**Exercise prompt**
The string "program" appears in some lines of the entries that follow; copy each such line.

**Data listing**
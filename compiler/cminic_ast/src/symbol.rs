//! `Var` and `Function` symbol records, and the tables that own them.

use std::collections::HashMap;
use std::rc::Rc;

use cminic_types::Type;
use cminic_utils::index_vec::IdxVec;

use crate::ids::{FuncId, GlobalId, LocalId, StrId};
use crate::node::Node;

/// A single named variable: a local, a parameter, or a global.
///
/// `offset` is only meaningful for locals/parameters (the byte offset of
/// the variable's last byte below `rbp`, per `new_lvar`'s running total —
/// see [`LocalTable::push`] for why this is *not* aligned to the
/// variable's own size, matching the source compiler's quirk rather than
/// fixing it).
#[derive(Debug, Clone)]
pub struct Var {
    pub name: String,
    pub ty: Rc<Type>,
    pub offset: usize,
    pub is_extern: bool,
    /// Compile-time initializer elements, globals only. Empty means
    /// `.zero size` (a plain declaration); `extern` globals are never
    /// emitted at all regardless of this list.
    pub ginit: Vec<GInitElement>,
}

/// One element of a global's compile-time initializer, written out as a
/// `.quad`/`.long`/`.value`/`.byte` directive (`Num`, sized by the
/// variable's base element size) or a `.quad <symbol>` (`Symbol`, for
/// `&other_global` / string-literal initializers).
#[derive(Debug, Clone)]
pub enum GInitElement {
    Num(i64),
    Symbol(String),
}

impl Var {
    fn plain(name: String, ty: Rc<Type>, offset: usize) -> Self {
        Var { name, ty, offset, is_extern: false, ginit: Vec::new() }
    }
}

/// A function's local variable table. Declaration order is preserved (it
/// drives the running `offset` total), and names resolve to the most
/// recently declared shadowing match, exactly like walking the original
/// compiler's `locals` list head-first.
#[derive(Debug, Default)]
pub struct LocalTable {
    vars: IdxVec<LocalId, Var>,
    by_name: HashMap<String, Vec<LocalId>>,
    next_offset: usize,
}

impl LocalTable {
    pub fn new() -> Self {
        LocalTable::default()
    }

    /// Declares a new local, or parameter, bumping the running stack
    /// offset by the size of its type. Mirrors `new_lvar`'s
    /// `locals->offset + sizeOfType(type)`.
    pub fn push(&mut self, name: String, ty: Rc<Type>) -> LocalId {
        self.next_offset += ty.size_of();
        let offset = self.next_offset;
        let id = self.vars.push(Var::plain(name.clone(), ty, offset));
        self.by_name.entry(name).or_default().push(id);
        id
    }

    /// `find_var(tok, false)`: most recently declared local with this name.
    pub fn find(&self, name: &str) -> Option<LocalId> {
        self.by_name.get(name).and_then(|ids| ids.last().copied())
    }

    pub fn get(&self, id: LocalId) -> &Var {
        &self.vars[id]
    }

    pub fn get_mut(&mut self, id: LocalId) -> &mut Var {
        &mut self.vars[id]
    }

    pub fn iter(&self) -> impl Iterator<Item = (LocalId, &Var)> {
        self.vars.iter_enumerated()
    }

    /// The stack frame size a function needs: the highest offset reached.
    /// Not rounded to 16 bytes here — `rsp` alignment at `call` sites is
    /// handled separately, at the call, not at frame allocation.
    pub fn frame_size(&self) -> usize {
        self.next_offset
    }

    /// Reserves the 136-byte `__builtin_va_list` + register save area for a
    /// variadic function and returns the offset (below `rbp`) of its first
    /// byte, i.e. the running total after the reservation.
    pub fn reserve_va_area(&mut self) -> usize {
        self.next_offset += 136;
        self.next_offset
    }
}

/// The program-wide table of global variables.
#[derive(Debug, Default)]
pub struct GlobalTable {
    vars: IdxVec<GlobalId, Var>,
    by_name: HashMap<String, GlobalId>,
}

impl GlobalTable {
    pub fn new() -> Self {
        GlobalTable::default()
    }

    pub fn push(&mut self, name: String, ty: Rc<Type>) -> GlobalId {
        let id = self.vars.push(Var::plain(name.clone(), ty, 0));
        self.by_name.insert(name, id);
        id
    }

    pub fn find(&self, name: &str) -> Option<GlobalId> {
        self.by_name.get(name).copied()
    }

    pub fn get(&self, id: GlobalId) -> &Var {
        &self.vars[id]
    }

    pub fn get_mut(&mut self, id: GlobalId) -> &mut Var {
        &mut self.vars[id]
    }

    pub fn iter(&self) -> impl Iterator<Item = (GlobalId, &Var)> {
        self.vars.iter_enumerated()
    }
}

/// The program-wide table of string literals; `StrId` is the `.LC<id>`
/// suffix used when emitting it.
#[derive(Debug, Default)]
pub struct StringTable {
    strings: IdxVec<StrId, String>,
}

impl StringTable {
    pub fn new() -> Self {
        StringTable::default()
    }

    pub fn intern(&mut self, s: String) -> StrId {
        self.strings.push(s)
    }

    pub fn get(&self, id: StrId) -> &str {
        &self.strings[id]
    }

    pub fn iter(&self) -> impl Iterator<Item = (StrId, &String)> {
        self.strings.iter_enumerated()
    }
}

/// A defined or declared function. `is_prototype` functions are dropped
/// before emission (see the code generator's prototype-elimination pass).
#[derive(Debug)]
pub struct Function {
    pub name: String,
    pub params: Vec<LocalId>,
    pub locals: LocalTable,
    pub body: Vec<Node>,
    pub ret_type: Rc<Type>,
    pub is_prototype: bool,
    pub is_variadic: bool,
    /// Offset (below `rbp`) of the byte one past the end of the reserved
    /// 136-byte varargs save area, set only for variadic functions.
    pub va_area_offset: Option<usize>,
}

impl Function {
    pub fn stack_size(&self) -> usize {
        self.locals.frame_size()
    }
}

/// The program-wide function table.
#[derive(Debug, Default)]
pub struct FuncTable {
    funcs: IdxVec<FuncId, Function>,
    by_name: HashMap<String, FuncId>,
}

impl FuncTable {
    pub fn new() -> Self {
        FuncTable::default()
    }

    pub fn push(&mut self, func: Function) -> FuncId {
        let name = func.name.clone();
        let id = self.funcs.push(func);
        self.by_name.insert(name, id);
        id
    }

    pub fn find(&self, name: &str) -> Option<FuncId> {
        self.by_name.get(name).copied()
    }

    pub fn get(&self, id: FuncId) -> &Function {
        &self.funcs[id]
    }

    pub fn get_mut(&mut self, id: FuncId) -> &mut Function {
        &mut self.funcs[id]
    }

    pub fn iter(&self) -> impl Iterator<Item = (FuncId, &Function)> {
        self.funcs.iter_enumerated()
    }
}

#[cfg(test)]
mod tests {
    use super::*;

    #[test]
    fn local_offsets_accumulate_in_declaration_order() {
        let mut locals = LocalTable::new();
        let a = locals.push("a".into(), Rc::new(Type::Int));
        let b = locals.push("b".into(), Rc::new(Type::Char));
        assert_eq!(locals.get(a).offset, 4);
        assert_eq!(locals.get(b).offset, 5);
    }

    #[test]
    fn find_resolves_to_most_recent_shadowing_declaration() {
        let mut locals = LocalTable::new();
        locals.push("x".into(), Rc::new(Type::Int));
        let shadow = locals.push("x".into(), Rc::new(Type::Char));
        assert_eq!(locals.find("x"), Some(shadow));
    }
}
#[macro_export]
macro_rules! v_debug {
    ($($arg:expr),+ $(,)?) => {
        tracing::debug!("{}", vec![$(format!("{:?}", $arg)),+].join(", "));
    };
}

#[macro_export]
macro_rules! v_trace {
    ($($arg:expr),+ $(,)?) => {
        tracing::trace!("{}", vec![$(format!("{:?}", $arg)),+].join(", "));
    };
}

#[macro_export]
macro_rules! v_info {
    ($($arg:expr),+ $(,)?) => {
        tracing::info!("{}", vec![$(format!("{:?}", $arg)),+].join(", "));
    };
}
//! The AST node type.
//!
//! The source compiler uses one `Node` struct with a `kind` tag and a
//! grab-bag of fields that are only meaningful for some kinds (`lhs`,
//! `rhs`, `cond`, `then`, `els`, `val`, `str_literal`, `fn_name`, `args`,
//! ...). Here each `NodeKind` variant only carries the fields it actually
//! uses (the tagged-unions REDESIGN note).

use std::rc::Rc;

use cminic_session::Span;
use cminic_types::Type;

use crate::ids::{GlobalId, LocalId, StrId};

/// Either a local (including a parameter) or a global — `find_var`'s
/// `is_global` split, resolved once at parse time instead of re-derived
/// by every later pass.
#[derive(Debug, Clone, Copy, PartialEq, Eq)]
pub enum VarRef {
    Local(LocalId),
    Global(GlobalId),
}

#[derive(Debug, Clone)]
pub enum NodeKind {
    Null,
    Num(i64),
    StrLiteral(StrId),
    Var(VarRef),

    Add(Box<Node>, Box<Node>),
    Sub(Box<Node>, Box<Node>),
    Mul(Box<Node>, Box<Node>),
    Div(Box<Node>, Box<Node>),
    Mod(Box<Node>, Box<Node>),
    BitAnd(Box<Node>, Box<Node>),
    BitOr(Box<Node>, Box<Node>),
    BitXor(Box<Node>, Box<Node>),
    Lshift(Box<Node>, Box<Node>),
    Rshift(Box<Node>, Box<Node>),
    Eq(Box<Node>, Box<Node>),
    Ne(Box<Node>, Box<Node>),
    Lt(Box<Node>, Box<Node>),
    Le(Box<Node>, Box<Node>),
    LogicalAnd(Box<Node>, Box<Node>),
    LogicalOr(Box<Node>, Box<Node>),
    LogicalNot(Box<Node>),
    BitNot(Box<Node>),

    Addr(Box<Node>),
    Deref(Box<Node>),
    Assign(Box<Node>, Box<Node>),
    StructMember { base: Box<Node>, offset: usize },
    /// `target` duplicates the type already stamped on the wrapping `Node`
    /// (`new_cast` always builds `Node::new(Cast { .. }, span, target.clone())`),
    /// but keeping it on the kind lets `infer_type` re-derive a cast's type
    /// from the kind alone instead of from `node.ty`.
    Cast { inner: Box<Node>, target: Rc<Type> },

    Return(Option<Box<Node>>),
    If { cond: Box<Node>, then: Box<Node>, els: Option<Box<Node>> },
    Ternary { cond: Box<Node>, then: Box<Node>, els: Box<Node> },
    While { cond: Box<Node>, body: Box<Node> },
    For {
        init: Option<Box<Node>>,
        cond: Option<Box<Node>>,
        inc: Option<Box<Node>>,
        body: Box<Node>,
    },
    Break,
    Continue,
    Block(Vec<Node>),
    /// A statement-expression `({ ... })`: like `Block`, but usable as an
    /// expression. Both evaluate to the trailing dummy value, not the
    /// value of the last statement (a preserved quirk, not a bug: see
    /// `Block`/`StmtExpr` codegen).
    StmtExpr(Vec<Node>),
    /// The flattening helper the parser uses to splice a declaration's
    /// comma-separated initializers into the surrounding statement list.
    Suger(Vec<Node>),

    /// `ret_ty` duplicates the type stamped on the wrapping `Node` (resolved
    /// once at parse time from the callee's declaration, `Int` if unknown)
    /// for the same reason `Cast` carries `target`: so `infer_type` has
    /// something to re-derive from.
    Call { name: String, args: Vec<Node>, ret_ty: Rc<Type> },
}

/// One AST node: its shape, the span it came from (for diagnostics), and
/// its type, fixed at construction time by the smart constructor that
/// built it (the fused smart-constructor REDESIGN note — there is no
/// separate mutate-the-tree type pass).
#[derive(Debug, Clone)]
pub struct Node {
    pub kind: NodeKind,
    pub span: Span,
    pub ty: Rc<Type>,
}

impl Node {
    pub fn new(kind: NodeKind, span: Span, ty: Rc<Type>) -> Self {
        Node { kind, span, ty }
    }
}

/// Recomputes the type a node's kind implies from its children's already-set
/// types, without looking at `node.ty`. Used only to verify, in tests, that
/// a smart constructor assigned the same type `infer_type` would derive —
/// the idempotence property the source compiler's mutate-in-place
/// `add_type` relied on callers never violating.
///
/// `Null`/`Break`/.../`For` fall back to `ambient_int` because their
/// constructors always stamp `Int` regardless of any child (`Return`
/// included: `return_stmt` always builds `Node::new(Return(..), span,
/// Int)`, discarding the value's own type), so `ambient_int` genuinely is
/// the derived type, not a placeholder standing in for one the kind can't
/// express. `StructMember`/`Cast`/`Call` look up the real answer — a
/// struct member's type from its base's member list, a cast's from the
/// `target` the kind itself carries, a call's from its `ret_ty` — rather
/// than guessing `ambient_int` for them too.
pub fn infer_type(kind: &NodeKind, ambient_int: &Rc<Type>) -> Rc<Type> {
    use NodeKind::*;
    match kind {
        Null | Break | Continue | Block(_) | StmtExpr(_) | Suger(_) => ambient_int.clone(),
        Num(_) => ambient_int.clone(),
        StrLiteral(_) => ambient_int.clone(),
        Var(_) => ambient_int.clone(),
        Add(l, r) | Sub(l, r) | Mul(l, r) | Div(l, r) | Mod(l, r) | BitAnd(l, r) | BitOr(l, r)
        | BitXor(l, r) | Lshift(l, r) | Rshift(l, r) => {
            if l.ty.rank() >= r.ty.rank() {
                l.ty.clone()
            } else {
                r.ty.clone()
            }
        }
        Eq(..) | Ne(..) | Lt(..) | Le(..) | LogicalAnd(..) | LogicalOr(..) | LogicalNot(_) => {
            ambient_int.clone()
        }
        BitNot(inner) => inner.ty.clone(),
        Addr(inner) => Type::new_pointer(inner.ty.clone()),
        Deref(inner) => inner.ty.pointee().clone(),
        Assign(l, _) => l.ty.clone(),
        StructMember { base, offset } => match base.ty.as_ref() {
            Type::Struct { members, .. } => members
                .iter()
                .find(|m| m.offset == *offset)
                .map(|m| m.ty.clone())
                .unwrap_or_else(|| ambient_int.clone()),
            _ => ambient_int.clone(),
        },
        Cast { target, .. } => target.clone(),
        Return(_) => ambient_int.clone(),
        If { .. } => ambient_int.clone(),
        Ternary { then, .. } => then.ty.clone(),
        While { .. } | For { .. } => ambient_int.clone(),
        Call { ret_ty, .. } => ret_ty.clone(),
    }
}

#[cfg(test)]
mod tests {
    use super::*;
    use cminic_session::Span;

    fn leaf(kind: NodeKind, ty: Rc<Type>) -> Node {
        Node::new(kind, Span::point(0), ty)
    }

    #[test]
    fn add_of_two_ints_infers_int() {
        let int = Rc::new(Type::Int);
        let lhs = leaf(NodeKind::Num(1), int.clone());
        let rhs = leaf(NodeKind::Num(2), int.clone());
        let add = NodeKind::Add(Box::new(lhs), Box::new(rhs));
        assert_eq!(infer_type(&add, &int), int);
    }

    #[test]
    fn deref_of_pointer_infers_pointee() {
        let int = Rc::new(Type::Int);
        let ptr_ty = Type::new_pointer(int.clone());
        let ptr = leaf(NodeKind::Num(0), ptr_ty);
        let deref = NodeKind::Deref(Box::new(ptr));
        assert_eq!(infer_type(&deref, &int), int);
    }

    #[test]
    fn cast_infers_its_target_not_the_source() {
        let int = Rc::new(Type::Int);
        let char_ty = Rc::new(Type::Char);
        let source = leaf(NodeKind::Num(1), int.clone());
        let cast = NodeKind::Cast { inner: Box::new(source), target: char_ty.clone() };
        assert_eq!(infer_type(&cast, &int), char_ty);
    }

    #[test]
    fn call_infers_the_callees_return_type_not_ambient_int() {
        let int = Rc::new(Type::Int);
        let char_ty = Rc::new(Type::Char);
        let call = NodeKind::Call { name: "f".to_string(), args: Vec::new(), ret_ty: char_ty.clone() };
        assert_eq!(infer_type(&call, &int), char_ty);
    }

    #[test]
    fn struct_member_infers_the_members_type_by_offset() {
        use cminic_types::Member;
        use cminic_utils::idx::Idx;

        let int = Rc::new(Type::Int);
        let char_ty = Rc::new(Type::Char);
        let struct_ty = Rc::new(Type::Struct {
            name: "pair".to_string(),
            members: vec![
                Member { name: "a".to_string(), ty: char_ty.clone(), offset: 0 },
                Member { name: "b".to_string(), ty: int.clone(), offset: 4 },
            ],
            size: 8,
        });
        let base = leaf(NodeKind::Var(VarRef::Local(crate::ids::LocalId::new(0))), struct_ty);
        let member_a = NodeKind::StructMember { base: Box::new(base), offset: 0 };
        // offset 0 is the `char` member: if this fell back to `ambient_int`
        // (`Int`) the bug would slip through unnoticed, so assert the
        // non-ambient type specifically.
        assert_eq!(infer_type(&member_a, &int), char_ty);
    }
}
pub const SYSTEM_PROMPT: &str =
    "You are an expert in analyzing call center transcriptions to find customer intent.";

pub fn build_user_prompt(transcription: &str) -> String {
    format!(
        "Analyze the following call transcription and identify the primary intent of the customer. \
         Summarize the intent in a few words. Transcription: \"{}\"",
        transcription
    )
}
use crate::pipeline::BatchPipeline;
use std::sync::Arc;

/// Shared application state for HTTP handlers
#[derive(Clone)]
pub struct AppState {
    /// Stateless pipeline shared by all requests
    pub pipeline: Arc<BatchPipeline>,

    /// Shown on the status page
    pub service_name: String,
}

impl AppState {
    pub fn new(pipeline: BatchPipeline, service_name: impl Into<String>) -> Self {
        Self {
            pipeline: Arc::new(pipeline),
            service_name: service_name.into(),
        }
    }
}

**Answer to the problem**
/// The program-wide table of global variables.
/// The program-wide table of string literals; `StrId` is the `.LC<id>`
/// The program-wide function table.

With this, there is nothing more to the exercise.